Young Guard Movement Wants To Kick Mormons Out Of Russia, But Their Attitude Is Based On Dated Or False Information

A pro-Kremlin youth organization in Russia has called for a ban on Mormons, whom it accused of pursuing questionable activities on behalf of anti-Russian interests. According to Radio Liberty, the Young Guard movement, which has been associated with the United Russia Party dominated by Russian President Vladimir Putin, says it will hold a demonstration on November 1st outside the Moscow headquarters of the Church of Jesus Christ of Latter-day Saints (LDS), where they will present LDS representatives with a giant airplane ticket marked "Moscow-Washington" to show that Mormons and their organization should return home to where they came from. They plan similar protests outside LDS facilities in St. Petersburg, Samara, Novosibirsk, and Vladivostok. The Young Guard believes that the LDS Church is a totalitarian sect whose missionaries seek to gather Russian intelligence and genealogical records.

More details of Young Guard's objections to Mormonism are published on the Russian-language website Mger2020.ru; you can cut and paste the article into Google Translate to obtain a different language. However, many of Young Guard's objections are either based on dated or false information, or are not particularly relevant.

-- They claim that polygamy and pedophilia are a widespread practice in the LDS Church, but it appears they fail to distinguish between the mainstream LDS Church and the breakaway FLDS. The mainstream LDS Church officially suspended the solemnization of plural marriages in 1890, and has never sanctioned pedophilia. FLDS President Warren Jeffs has had carnal relations with underage girls.

-- They claim that LDS missionaries have had direct contact with the U.S. military while also pointing out that a certain proportion of young Mormons returning to the United States after missionary work enter the service of the CIA and FBI. Well, so what if Mormons gravitate towards the CIA and FBI? Means absolutely nothing. This is just conspiracy theorizing by the group.

-- They also state that Brigham Young ordered the Mountain Meadows Massacre in 1857, and then threw John Lee under the bus years later as a symbolic atonement. This is patently false; in December 1859, Brigham Young wrote a letter in which he stated, in part, "Neither yourself, nor any one acquainted with me, will require my assurance that, had I been apprized of the intended onslaught at the Meadows, I should have used such efforts for its prevention as the time, distance, and my influence and facilities, would have permitted. The horrifying event transpired without my knowledge, except from after report, and the recurring thought of it ever causes a shudder in my feelings".
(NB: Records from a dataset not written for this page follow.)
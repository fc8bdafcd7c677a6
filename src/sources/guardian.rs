use async_trait::async_trait;
use url::Url;

use crate::app::Result;
use crate::browser::ElementHandle;
use crate::domain::Source;
use crate::extractor::{
    fields, Candidate, ConsentRule, Extractor, FieldSelectors, PageTarget, SourceProfile,
};

const ROOT: &str = "https://www.theguardian.com";

const SECTIONS: [(&str, &str); 6] = [
    ("News", "/"),
    ("Opinion", "/commentisfree"),
    ("Sport", "/sport"),
    ("Culture", "/culture"),
    ("Lifestyle", "/lifeandstyle"),
    ("Tech", "/technology"),
];

const ARTICLE_LINK: &str = "a[data-link-name='article']";

/// First `div` text beside the link that is not the headline itself.
const SIBLING_DESCRIPTION: &str = "function() { \
    const headline = this.innerText.trim(); \
    if (!this.parentElement) { return null; } \
    for (const div of this.parentElement.querySelectorAll('div')) { \
        const text = div.innerText.trim(); \
        if (text && text !== headline) { return text; } \
    } \
    return null; }";

/// Timestamps on some cards render inside a `gu-island` shadow root.
const SHADOW_TIME: &str = "function() { \
    const t = this.shadowRoot && this.shadowRoot.querySelector('time'); \
    return t ? t.innerText : null; }";

pub struct GuardianExtractor {
    profile: SourceProfile,
}

impl GuardianExtractor {
    pub fn new() -> Result<Self> {
        Ok(Self::with_root(Url::parse(ROOT)?))
    }

    pub fn with_root(root: Url) -> Self {
        let base = root.as_str().trim_end_matches('/').to_string();
        let targets = SECTIONS
            .iter()
            .map(|(section, path)| PageTarget::new(*section, format!("{}{}", base, path)))
            .collect();

        Self {
            profile: SourceProfile {
                source: Source::Guardian,
                entry: Some(format!("{}/international", base)),
                root,
                targets,
                consent: Some(ConsentRule {
                    selectors: Vec::new(),
                    button_texts: vec!["Yes, I accept", "Yes, I'm happy", "Yes, I’m happy"],
                    every_page: false,
                }),
                // Each article link is a candidate; its parent holds the description
                candidate_selector: ARTICLE_LINK,
                fields: FieldSelectors {
                    headline: None,
                    description: None,
                    time: Some("time"),
                    category: None,
                    link: None,
                    image: Some("img"),
                },
                scroll: None,
                per_page_cap: 50,
            },
        }
    }
}

#[async_trait]
impl Extractor for GuardianExtractor {
    fn profile(&self) -> &SourceProfile {
        &self.profile
    }

    async fn extract_fields(&self, section: &str, element: &dyn ElementHandle) -> Candidate {
        let mut candidate = fields::extract_with(&self.profile.fields, section, element).await;
        candidate.description = element
            .call_script(SIBLING_DESCRIPTION)
            .await
            .map(|text| fields::clean_text(&text))
            .unwrap_or_default();

        if candidate.time.trim().is_empty() {
            if let Some(island) = element.find_first("gu-island").await {
                candidate.time = island.call_script(SHADOW_TIME).await.unwrap_or_default();
            }
        }

        candidate.category = section.to_string();
        candidate
    }
}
According to another account, Brigham Young somehow learned that the Fancher Party was in danger, and dispatched James Holt Haslam with a letter ordering that the emigrants not be harmed. However, by the time Haslam delivered Young's letter to Isaac Haight, who was the acting commander of the Iron County Brigade, the massacre had taken place. After the brief Utah War, when President James Buchanan implied that face-to-face communications with Brigham Young might have averted the Utah War, Brigham Young argued that a north-south telegraph line in Utah could have prevented the Mountain Meadows Massacre.

Even though Young Russia is associated with Putin's party, President Putin himself is not known to have expressed any anti-Mormon sentiments; in fact, the LDS Church recently organized its first Russian stake in Moscow in June 2011. But on October 12th, 2012, Putin warned his fellow countrymen to be wary of the dangers posed by groups involved in totalitarian activities in Russia, explaining that such groups were now growing like mushrooms in the country. Furthermore, nongovernmental organizations (NGOs) operating in Russia on grants from abroad could soon be officially branded as foreign agents; under a new bill submitted to the State Duma by deputies from the ruling United Russia party, the requirement would apply to foreign-funded NGOs deemed to be engaged in political activities.

Reaction: Elena Nechiporova, director of LDS public affairs for Eastern Europe, was quoted as saying that "the allegations that the Mormon missionaries are foreign agents is baseless", adding that "preaching the gospel is our main goal."

The LDS Church is obviously in no immediate danger, but the window of opportunity opened by Boris Yeltsin in 1993 is not exactly opening any wider.